Structure turns a folder of files into a navigable project:

A flat folder doesn’t scale. Without conventions, no one — including you — can tell inputs from outputs or find the current version.
Separate by kind and lifecycle. Code in src/ and tests/, data under data/, generated artefacts in models/, config in configs/ — each kind with one home, so the layout answers “where is the X?”.
Raw data is immutable. Never edit inputs in place; derive interim/ and processed/ from them, so you can always replay transformations from an untouched source.
Address everything from one root. Derive file paths from a single project root so the project runs anywhere, and let notebooks stay thin by importing logic from the package.

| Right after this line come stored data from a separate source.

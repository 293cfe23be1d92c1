extern crate glam;

use std::ops::{Index, IndexMut};

use strum::EnumIter;

/// 3D Axis
#[derive(Debug, Clone, Copy, PartialEq, Eq, EnumIter)]
#[repr(u8)]
pub enum Axis {
    X = 0,
    Y = 1,
    Z = 2,
}

impl Axis {
    /// Axis with the largest component of `extent`.
    ///
    /// X wins only when strictly larger than both others, then Y when strictly
    /// larger than Z, otherwise Z.
    #[inline]
    pub fn longest(extent: glam::Vec3A) -> Axis {
        if extent.x > extent.y && extent.x > extent.z {
            Axis::X
        } else if extent.y > extent.z {
            Axis::Y
        } else {
            Axis::Z
        }
    }
}

impl Index<Axis> for glam::Vec3A {
    type Output = f32;

    fn index(&self, axis: Axis) -> &Self::Output {
        match axis {
            Axis::X => &self.x,
            Axis::Y => &self.y,
            Axis::Z => &self.z,
        }
    }
}

impl IndexMut<Axis> for glam::Vec3A {
    fn index_mut(&mut self, axis: Axis) -> &mut Self::Output {
        match axis {
            Axis::X => &mut self.x,
            Axis::Y => &mut self.y,
            Axis::Z => &mut self.z,
        }
    }
}
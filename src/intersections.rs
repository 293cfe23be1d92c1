use crate::{Hit, Ray, Triangle};

/// Objects capable of being intersected by a ray
pub trait RayIntersect {
    /// Closest intersection with `t` in `[0, htmax]`, if any
    fn ray_intersect(&self, ray: &Ray, htmax: f32) -> Option<Hit>;
}

/// Epsilon used when comparing intersection results
pub const RAY_INTERSECT_EPSILON: f32 = 0.0001;

/// Intersect a triangle with a ray (Möller–Trumbore, "fast, minimum storage
/// ray-triangle intersection").
///
/// Only an exactly zero determinant is rejected up front; near-parallel rays
/// fall out through the barycentric bounds checks.
#[inline]
pub fn ray_triangle_intersect(tri: &Triangle, ray: &Ray, htmax: f32) -> Option<Hit> {
    let pvec = ray.direction.cross(tri.edge2);
    let det = tri.edge1.dot(pvec);
    if det == 0.0 {
        // ray parallel to triangle
        return None;
    }
    let inv_det = 1.0 / det;

    let tvec = ray.origin - tri.origin;
    let u = tvec.dot(pvec) * inv_det;
    if !(0.0..=1.0).contains(&u) {
        return None;
    }

    let qvec = tvec.cross(tri.edge1);
    let v = ray.direction.dot(qvec) * inv_det;
    if v < 0.0 || u + v > 1.0 {
        return None;
    }

    let t = tri.edge2.dot(qvec) * inv_det;
    if t > htmax || t < 0.0 {
        return None;
    }

    Some(Hit::new(tri.id, t, u, v))
}

impl RayIntersect for Triangle {
    #[inline]
    fn ray_intersect(&self, ray: &Ray, htmax: f32) -> Option<Hit> {
        ray_triangle_intersect(self, ray, htmax)
    }
}

/// Closest hit by testing every triangle. Reference for the accelerated query.
pub fn linear_nearest_hit(triangles: &[Triangle], ray: &Ray) -> Option<Hit> {
    let mut closest: Option<Hit> = None;
    let mut htmax = ray.tmax;

    for tri in triangles {
        if let Some(hit) = tri.ray_intersect(ray, htmax) {
            htmax = hit.t;
            closest = Some(hit);
        }
    }

    closest
}

/// Whether any triangle blocks the ray, by testing every triangle
pub fn linear_is_occluded(triangles: &[Triangle], ray: &Ray) -> bool {
    triangles
        .iter()
        .any(|tri| tri.ray_intersect(ray, ray.tmax).is_some())
}

#[cfg(test)]
mod tests {

    use rand::{thread_rng, Rng};

    use glam::Vec3A;

    use approx::*;

    use crate::*;

    fn unit_triangle() -> Triangle {
        Triangle::new(
            Vec3A::new(0.0, 0.0, 0.0),
            Vec3A::new(1.0, 0.0, 0.0),
            Vec3A::new(0.0, 1.0, 0.0),
            0,
        )
    }

    #[test]
    fn ray_triangle_intersect_inside() {
        let tri = unit_triangle();
        let ray = Ray::infinite_ray(Vec3A::new(0.2, 0.2, -1.0), Vec3A::Z);

        let hit = tri.ray_intersect(&ray, ray.tmax).unwrap();

        assert_eq!(hit.triangle_id, 0);
        assert_abs_diff_eq!(hit.t, 1.0, epsilon = RAY_INTERSECT_EPSILON);
        assert_abs_diff_eq!(hit.u, 0.2, epsilon = RAY_INTERSECT_EPSILON);
        assert_abs_diff_eq!(hit.v, 0.2, epsilon = RAY_INTERSECT_EPSILON);
    }

    #[test]
    fn ray_triangle_outside_diagonal() {
        let tri = unit_triangle();
        let ray = Ray::infinite_ray(Vec3A::new(0.6, 0.6, -1.0), Vec3A::Z);

        assert!(tri.ray_intersect(&ray, ray.tmax).is_none());
    }

    #[test]
    fn ray_triangle_parallel() {
        let tri = unit_triangle();
        let ray = Ray::infinite_ray(Vec3A::new(-1.0, 0.2, 0.0), Vec3A::X);

        assert!(tri.ray_intersect(&ray, ray.tmax).is_none());
    }

    #[test]
    fn ray_triangle_beyond_htmax() {
        let tri = unit_triangle();
        let ray = Ray::infinite_ray(Vec3A::new(0.2, 0.2, -1.0), Vec3A::Z);

        assert!(tri.ray_intersect(&ray, 0.5).is_none());
        assert!(tri.ray_intersect(&ray, 1.0).is_some());
    }

    #[test]
    fn ray_triangle_behind_origin() {
        let tri = unit_triangle();
        let ray = Ray::infinite_ray(Vec3A::new(0.2, 0.2, 1.0), Vec3A::Z);

        assert!(tri.ray_intersect(&ray, ray.tmax).is_none());
    }

    #[test]
    fn ray_from_vertex_does_not_panic() {
        let tri = unit_triangle();
        let ray = Ray::infinite_ray(Vec3A::ZERO, Vec3A::new(0.3, 0.4, 1.0));

        // either answer is fine as long as it is stable
        let first = tri.ray_intersect(&ray, ray.tmax);
        let second = tri.ray_intersect(&ray, ray.tmax);
        assert_eq!(first, second);
    }

    #[test]
    fn degenerate_triangle_misses() {
        let tri = Triangle::new(Vec3A::ZERO, Vec3A::X, Vec3A::X * 2.0, 0);
        let ray = Ray::infinite_ray(Vec3A::new(0.5, 0.0, -1.0), Vec3A::Z);

        assert!(tri.ray_intersect(&ray, ray.tmax).is_none());
    }

    #[test]
    fn barycentric_point_matches_ray_point() {
        let mut rng = thread_rng();
        let a = rng.gen::<Vec3A>() * 9.0 - Vec3A::splat(5.0);
        let b = rng.gen::<Vec3A>() * 9.0 - Vec3A::splat(5.0);
        let c = rng.gen::<Vec3A>() * 9.0 - Vec3A::splat(5.0);
        let tri = Triangle::new(a, b, c, 11);

        // aim at an interior point from off the plane
        let target = (a + b + c) / 3.0;
        let origin = target + tri.normal().normalize_or_zero() * 2.0 + Vec3A::splat(0.01);
        let ray = Ray::infinite_ray(origin, target - origin);

        if tri.area() < 1e-3 {
            return;
        }

        let hit = tri.ray_intersect(&ray, ray.tmax).unwrap();
        assert_eq!(hit.triangle_id, 11);
        assert!(hit.u >= 0.0 && hit.v >= 0.0 && hit.u + hit.v <= 1.0);
        assert_abs_diff_eq!(hit.t, 1.0, epsilon = 1e-3);
        assert_abs_diff_eq!(hit.barycentric_point(a, b, c), hit.point(&ray), epsilon = 1e-3);
    }

    #[test]
    fn linear_scan_keeps_closest() {
        let near = unit_triangle().with_id(0);
        let far = Triangle::new(
            Vec3A::new(0.0, 0.0, 2.0),
            Vec3A::new(1.0, 0.0, 2.0),
            Vec3A::new(0.0, 1.0, 2.0),
            1,
        );
        let ray = Ray::infinite_ray(Vec3A::new(0.2, 0.2, -1.0), Vec3A::Z);

        let hit = linear_nearest_hit(&[far, near], &ray).unwrap();
        assert_eq!(hit.triangle_id, 0);
        assert_abs_diff_eq!(hit.t, 1.0, epsilon = RAY_INTERSECT_EPSILON);

        assert!(linear_is_occluded(&[far, near], &ray));
        assert!(!linear_is_occluded(&[far, near], &Ray::new(ray.origin, ray.direction, 0.5)));
    }
}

With a place for everything, the next chapter turns the monolithic analysis cell into something that runs in that structure: data pipelines.

9.7 Exercises

Take a flat project of your own and reorganise it into the standard layout — src/, data/raw and data/processed, notebooks/, tests/. Move the raw inputs into data/raw and make them read-only. In the process, did you find anything that was being edited in place, and where should its output have gone instead?
Write a README that orients a newcomer: what the project does, how to set up the environment, how to run the pipeline end to end, and where the data comes from. Hand it to a colleague and note every question they still have to ask — each is a gap in either the README or the structure.
Introduce a single source of truth for file locations: a paths.py (or a config) that derives every path from one project root, and replace at least one hard-coded absolute path with a reference to it. What would have broken if a colleague had run the original on their machine?
Conceptual: Tidy data has a rule sharp enough to settle arguments: one variable per column, one observation per row. Write the equivalent one-sentence rule for a project you actually work on — sharp enough that a colleague could use it to decide where a new file belongs without asking you. Then find a file in that project your rule doesn’t cleanly place, and decide whether the file is in the wrong place or the rule is too crude.
Conceptual: A full project structure can be overkill. Describe a piece of work that should stay a single notebook in a single folder, and name the specific signal that tells you it has earned the scaffolding of src/, tests/, and a structured data/.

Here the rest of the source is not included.